Thanks for reaching out. The "Analyzing ML Fairness" section of
does briefly describe how this feature works but not in great detail.
With demographic parity, the tool attempts to find a set of thresholds where the positive prediction rate for each facet (the % of people that get classified in the positive class - meaning the model predicting they will reoffend within 2 years) is equal among all groups. Additionally, it is looking to find the best set of these thresholds to minimize misclassifications (either false positives or false negatives).
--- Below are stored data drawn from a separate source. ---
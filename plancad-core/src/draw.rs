//! 绘制接口。
//!
//! 核心层不负责光栅化，只把实体翻译成一组基本绘制调用交给宿主实现的 [`Canvas`]。

use glam::{DAffine2, DVec2};

use crate::geometry::{Point2, Vector2};

/// 绘制样式，由宿主映射为具体颜色/线型。
#[derive(Debug, Clone, Copy, PartialEq, Eq)]
pub enum Style {
    Normal,
    Selected,
    /// 引用失效时的错误标记。
    Error,
}

/// 块参照等对象使用的放置变换：先缩放、再旋转、最后平移。
#[derive(Debug, Clone, Copy, PartialEq)]
pub struct Placement {
    pub translation: Vector2,
    pub rotation: f64,
    pub scale: Vector2,
}

impl Placement {
    pub fn identity() -> Self {
        Self {
            translation: Vector2::zero(),
            rotation: 0.0,
            scale: Vector2::new(1.0, 1.0),
        }
    }

    pub fn affine(&self) -> DAffine2 {
        DAffine2::from_scale_angle_translation(
            self.scale.as_vec2(),
            self.rotation,
            self.translation.as_vec2(),
        )
    }

    pub fn apply(&self, point: Point2) -> Point2 {
        Point2::from_vec(self.affine().transform_point2(point.as_vec2()))
    }

    /// 逆变换；缩放分量为零时返回 `None`。
    pub fn inverse_apply(&self, point: Point2) -> Option<Point2> {
        if self.scale.x().abs() <= f64::EPSILON || self.scale.y().abs() <= f64::EPSILON {
            return None;
        }
        Some(Point2::from_vec(
            self.affine().inverse().transform_point2(point.as_vec2()),
        ))
    }
}

/// 宿主提供的绘制目标。坐标均为当前变换栈下的局部坐标。
pub trait Canvas {
    fn push_transform(&mut self, placement: Placement);
    fn pop_transform(&mut self);
    fn set_style(&mut self, style: Style);
    fn polyline(&mut self, points: &[Point2], closed: bool);
    fn circle(&mut self, center: Point2, radius: f64);
    fn arc(&mut self, center: Point2, radius: f64, start_angle: f64, end_angle: f64);
    fn text(&mut self, insert: Point2, content: &str, height: f64, rotation: f64);

    fn line(&mut self, start: Point2, end: Point2) {
        self.polyline(&[start, end], false);
    }
}

/// 错误标记的固定尺寸（世界单位）。
pub const ERROR_MARKER_SIZE: f64 = 10.0;

/// 在 `at` 处绘制一个 "X" 错误标记。
pub fn draw_error_marker(canvas: &mut dyn Canvas, at: Point2) {
    let half = ERROR_MARKER_SIZE * 0.5;
    canvas.set_style(Style::Error);
    canvas.line(
        at.translate(Vector2::new(-half, -half)),
        at.translate(Vector2::new(half, half)),
    );
    canvas.line(
        at.translate(Vector2::new(-half, half)),
        at.translate(Vector2::new(half, -half)),
    );
}

/// 记录下来的绘制调用，坐标已换算到世界坐标。
#[derive(Debug, Clone, PartialEq)]
pub enum DrawCall {
    Polyline {
        points: Vec<Point2>,
        closed: bool,
        style: Style,
    },
    Circle {
        center: Point2,
        radius: f64,
        style: Style,
    },
    Arc {
        center: Point2,
        radius: f64,
        start_angle: f64,
        end_angle: f64,
        style: Style,
    },
    Text {
        insert: Point2,
        content: String,
        height: f64,
        style: Style,
    },
}

impl DrawCall {
    pub fn style(&self) -> Style {
        match self {
            DrawCall::Polyline { style, .. }
            | DrawCall::Circle { style, .. }
            | DrawCall::Arc { style, .. }
            | DrawCall::Text { style, .. } => *style,
        }
    }
}

/// 把绘制调用记录为列表的画布，用于无界面运行和测试。
#[derive(Debug)]
pub struct RecordingCanvas {
    stack: Vec<DAffine2>,
    style: Style,
    calls: Vec<DrawCall>,
}

impl RecordingCanvas {
    pub fn new() -> Self {
        Self {
            stack: vec![DAffine2::IDENTITY],
            style: Style::Normal,
            calls: Vec::new(),
        }
    }

    pub fn calls(&self) -> &[DrawCall] {
        &self.calls
    }

    pub fn depth(&self) -> usize {
        self.stack.len() - 1
    }

    fn current(&self) -> DAffine2 {
        self.stack.last().copied().unwrap_or(DAffine2::IDENTITY)
    }

    fn world(&self, point: Point2) -> Point2 {
        Point2::from_vec(self.current().transform_point2(point.as_vec2()))
    }

    fn world_length(&self, length: f64) -> f64 {
        let scaled = self.current().transform_vector2(DVec2::new(length, 0.0));
        scaled.length()
    }
}

impl Default for RecordingCanvas {
    fn default() -> Self {
        Self::new()
    }
}

impl Canvas for RecordingCanvas {
    fn push_transform(&mut self, placement: Placement) {
        let next = self.current() * placement.affine();
        self.stack.push(next);
    }

    fn pop_transform(&mut self) {
        if self.stack.len() > 1 {
            self.stack.pop();
        }
    }

    fn set_style(&mut self, style: Style) {
        self.style = style;
    }

    fn polyline(&mut self, points: &[Point2], closed: bool) {
        let points = points.iter().map(|point| self.world(*point)).collect();
        self.calls.push(DrawCall::Polyline {
            points,
            closed,
            style: self.style,
        });
    }

    fn circle(&mut self, center: Point2, radius: f64) {
        self.calls.push(DrawCall::Circle {
            center: self.world(center),
            radius: self.world_length(radius),
            style: self.style,
        });
    }

    fn arc(&mut self, center: Point2, radius: f64, start_angle: f64, end_angle: f64) {
        self.calls.push(DrawCall::Arc {
            center: self.world(center),
            radius: self.world_length(radius),
            start_angle,
            end_angle,
            style: self.style,
        });
    }

    fn text(&mut self, insert: Point2, content: &str, height: f64, _rotation: f64) {
        self.calls.push(DrawCall::Text {
            insert: self.world(insert),
            content: content.to_string(),
            height: self.world_length(height),
            style: self.style,
        });
    }
}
So, the tool takes the first facet ("African-American" in this case) and tries each possible threshold value for it, from 0.00, then 0.01, up to 1.00). At each threshold, it looks at the positive prediction rate and finds the threshold for each of the other facets that best matches that positive prediction rate. With all the thresholds calculated, the tool determines how many misclassifications there are. It repeats this for each possible threshold value for the first facet until it has 100 different sets of faceted thresholds all exhibiting demographic parity. The set of thresholds with the lowest amount of misclassifications among those is the one displayed in the tool, as it is the best set of thresholds that satisfies demographic parity.
Additionally, if you were to set the "cost ratio" to something other than 1, then the calculation for each set of thresholds wouldn't be based on the lowest amount of misclassifications, but it would weigh false positives or false negatives higher depending on what you set the cost ratio too.